03/10/2021
By Matthew Gage

The Kennedy College of Science, Department of Chemistry, invites you to attend a doctoral dissertation defense by Sudarshi Premawardhana entitled “The Sensitivity of Poly-E Motifs in the PEVK Region of Titin to the Calcium and pH Fluctuations.” The defense will be held on March 22 at noon via Zoom. Please contact Matthew Gage for meeting information if you are interested in attending.

The committee will be composed of Matthew Gage (chair), Jin Xu, Jeffery Moore and Nicolai Konow. A brief abstract is provided below.

Abstract: The PEVK region of the giant protein titin is a disordered region contributing to the passive elasticity in muscle. This region is enriched in the amino acids proline, glutamate, valine and lysine. The PEVK region contains two sequence motifs, PPAK and poly-E, due to the sequence composition of these motifs.

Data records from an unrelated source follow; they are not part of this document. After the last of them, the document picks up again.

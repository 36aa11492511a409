use std::time::{Duration, Instant};

use quire::{
    Editor, EditorConfig, convert,
    editor::{ClipboardData, SelectionMarks, ToolbarCommand},
    engine::{EditorState, Selection, native::CaretMove},
    markup,
    render::Layout,
    theme::Theme,
};
use tdoc::{Document, InlineStyle, Paragraph, ParagraphType, Span};

/// Timings for the editing core and the terminal layout.
///
/// Run with: cargo test --release --bench performance -- --nocapture
const SMALL_DOC_PARAGRAPHS: usize = 10;
const MEDIUM_DOC_PARAGRAPHS: usize = 100;
const LARGE_DOC_PARAGRAPHS: usize = 1000;

const ITERATIONS: usize = 100;

const SAMPLE_WORDS: &[&str] = &[
    "Lorem",
    "ipsum",
    "dolor",
    "sit",
    "amet",
    "consectetur",
    "adipiscing",
    "elit",
    "sed",
    "do",
    "eiusmod",
    "tempor",
    "incididunt",
    "ut",
    "labore",
    "et",
    "dolore",
    "magna",
    "aliqua",
];

fn sample_text(words: usize) -> String {
    (0..words)
        .map(|j| SAMPLE_WORDS[j % SAMPLE_WORDS.len()])
        .collect::<Vec<_>>()
        .join(" ")
}

fn create_test_document(num_paragraphs: usize, avg_words_per_para: usize) -> Document {
    let mut doc = Document::new();
    for i in 0..num_paragraphs {
        let paragraph_type = match i % 5 {
            0 => ParagraphType::Header2,
            1 => ParagraphType::Header3,
            3 => ParagraphType::CodeBlock,
            _ => ParagraphType::Text,
        };
        let text = sample_text(avg_words_per_para);
        let span = if i % 5 == 4 {
            Span::new_styled(InlineStyle::Bold).with_text(&text)
        } else {
            Span::new_text(&text)
        };
        let paragraph = Paragraph::new(paragraph_type).with_content(vec![span]);
        doc.add_paragraph(paragraph);
    }
    doc
}

fn create_styled_markup(num_paragraphs: usize) -> String {
    (0..num_paragraphs)
        .map(|i| match i % 4 {
            0 => format!("<p>Paragraph {i} with <strong>bold</strong> and <em>italic</em> text.</p>"),
            1 => format!("<ul><li>item {i}</li><li><a href=\"https://example.com/{i}\">link</a></li></ul>"),
            2 => format!("<p><mark style=\"background-color: yellow;\">marked {i}</mark></p>"),
            _ => "<hr>".to_string(),
        })
        .collect()
}

fn editor_for(doc: &Document) -> Editor {
    let tree = convert::document_to_tree(doc).unwrap();
    let mut editor = Editor::with_state(EditorConfig::default(), EditorState::new(tree));
    editor.place_cursor_at_the_end().unwrap();
    editor
}

struct BenchmarkResult {
    name: String,
    iterations: usize,
    total_duration: Duration,
    avg_duration: Duration,
    min_duration: Duration,
    max_duration: Duration,
}

impl BenchmarkResult {
    fn print(&self) {
        println!("\n{}", "=".repeat(70));
        println!("Benchmark: {}", self.name);
        println!("{}", "=".repeat(70));
        println!("Iterations:     {}", self.iterations);
        println!("Total time:     {:?}", self.total_duration);
        println!("Average:        {:?}", self.avg_duration);
        println!("Min:            {:?}", self.min_duration);
        println!("Max:            {:?}", self.max_duration);

        if self.avg_duration.as_millis() > 100 {
            println!("\nWARNING: Average duration > 100ms (user-perceptible lag)");
        } else if self.avg_duration.as_millis() > 16 {
            println!("\nWARNING: Average duration > 16ms (may drop frames)");
        }
    }
}

fn benchmark<F>(name: &str, iterations: usize, mut f: F) -> BenchmarkResult
where
    F: FnMut(),
{
    let mut durations = Vec::with_capacity(iterations);

    for _ in 0..10 {
        f();
    }

    for _ in 0..iterations {
        let start = Instant::now();
        f();
        durations.push(start.elapsed());
    }

    let total_duration: Duration = durations.iter().sum();
    let avg_duration = total_duration / iterations as u32;
    let min_duration = *durations.iter().min().unwrap();
    let max_duration = *durations.iter().max().unwrap();

    BenchmarkResult {
        name: name.to_string(),
        iterations,
        total_duration,
        avg_duration,
        min_duration,
        max_duration,
    }
}

#[test]
fn bench_layout_performance() {
    let theme = Theme::default();
    let marks = SelectionMarks::default();
    for (name, paragraphs) in [
        ("Small (10 paras)", SMALL_DOC_PARAGRAPHS),
        ("Medium (100 paras)", MEDIUM_DOC_PARAGRAPHS),
        ("Large (1000 paras)", LARGE_DOC_PARAGRAPHS),
    ] {
        let editor = editor_for(&create_test_document(paragraphs, 20));
        let iterations = if paragraphs >= LARGE_DOC_PARAGRAPHS { 10 } else { ITERATIONS };
        let result = benchmark(&format!("layout - {name}"), iterations, || {
            let layout = Layout::build(editor.tree(), editor.selection(), &marks, 80, &theme);
            assert!(layout.total_lines() > 0);
        });
        result.print();
    }
}

#[test]
fn bench_wrap_width_impact() {
    let theme = Theme::default();
    let marks = SelectionMarks::default();
    let editor = editor_for(&create_test_document(MEDIUM_DOC_PARAGRAPHS, 60));
    for width in [20, 40, 80, 160] {
        let result = benchmark(&format!("layout at width {width}"), ITERATIONS, || {
            Layout::build(editor.tree(), editor.selection(), &marks, width, &theme);
        });
        result.print();
    }
}

#[test]
fn bench_markup_round_trip() {
    let source = create_styled_markup(MEDIUM_DOC_PARAGRAPHS);
    let result = benchmark("parse + serialize markup (100 blocks)", ITERATIONS, || {
        let tree = markup::parse_document(&source).unwrap();
        let out = markup::to_markup(&tree);
        assert!(!out.is_empty());
    });
    result.print();
}

#[test]
fn bench_interchange_export() {
    let editor = editor_for(&create_test_document(MEDIUM_DOC_PARAGRAPHS, 20));
    let result = benchmark("export ftml + markdown (100 paras)", ITERATIONS, || {
        convert::to_ftml(editor.tree()).unwrap();
        convert::to_markdown(editor.tree()).unwrap();
    });
    result.print();
}

#[test]
fn bench_typing() {
    let mut editor = editor_for(&create_test_document(MEDIUM_DOC_PARAGRAPHS, 20));
    let result = benchmark("insert one character (100 paras)", ITERATIONS, || {
        editor.insert_text("x").unwrap();
    });
    result.print();
    assert!(editor.can_undo());
}

#[test]
fn bench_undo_redo() {
    let mut editor = Editor::new(EditorConfig::default().with_history_limit(1000));
    for _ in 0..200 {
        editor.insert_text("word ").unwrap();
    }
    let result = benchmark("undo + redo", ITERATIONS, || {
        editor.undo();
        editor.redo();
    });
    result.print();
}

#[test]
fn bench_caret_movement() {
    let mut editor = editor_for(&create_test_document(LARGE_DOC_PARAGRAPHS, 20));
    let result = benchmark("caret up + down (1000 paras)", ITERATIONS, || {
        editor.move_caret(CaretMove::Up, false).unwrap();
        editor.move_caret(CaretMove::Down, false).unwrap();
    });
    result.print();
    assert!(matches!(editor.selection(), Some(Selection::Range(_))));
}

#[test]
fn bench_toolbar_commands() {
    let mut editor = Editor::from_markup(EditorConfig::default(), &create_styled_markup(40)).unwrap();
    let result = benchmark("toggle list + quote", ITERATIONS, || {
        editor.run(ToolbarCommand::InsertUnorderedList).unwrap();
        editor.run(ToolbarCommand::InsertQuote).unwrap();
    });
    result.print();
}

#[test]
fn bench_markdown_paste() {
    let markdown = (0..50)
        .map(|i| format!("**item {i}** with `code` and _emphasis_\n\n"))
        .collect::<String>();
    let result = benchmark("paste 50 markdown paragraphs", 20, || {
        let mut editor = Editor::new(EditorConfig::default());
        editor.paste(ClipboardData::text(markdown.clone())).unwrap();
    });
    result.print();
}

PEVK region is believed to act as an entropically driven spring but there is evidence supporting an enthalpic contribution as well due to the observed lower stiffness of PEVK at decreased ionic strength. The poly-E regions in PEVK have high densities of negative charge from the clusters of 3-4 glutamates and thus are presumably more sensitive to the ionic and pH fluctuations in muscle than PPAK motifs. Poly-E regions have exhibited reduced bending rigidity in the presence of calcium levels and extended conformations at higher pH, both further suggesting an enthalpic contribution to PEVK elasticity. In this work, we studied the pH dependency of both peptides derived from the PPAK and poly-E motifs and longer PEVK constructs containing multiple PPAK and poly-E motifs. We also studied the ionic strength (Ca2+, Mg2+, K+ and Na+) dependency of these longer proteins as well. In both systems, the poly-E motif constructs exhibited pH dependent conformational changes and in the studies on the longer PEVK constructs conformational shifts were also observed in the presence of both K+ and Na+. Interestingly, the conformational changes in the poly-E motif are different in the presence of the PPAK motif, suggesting the presence of interactions between the two motifs, which have been elusive to observe in other studies. While the poly-E exhibits very dynamic behavior in response to its environment, the PPAK protein did not exhibit any pH or calcium dependent conformational shifts. Taken together, these results suggest that the structure of poly-E motifs is sensitive to pH and calcium and the presence of PPAK motifs alters the degree of such structural and functional responses of poly-E.

All interested students and faculty members are invited to attend.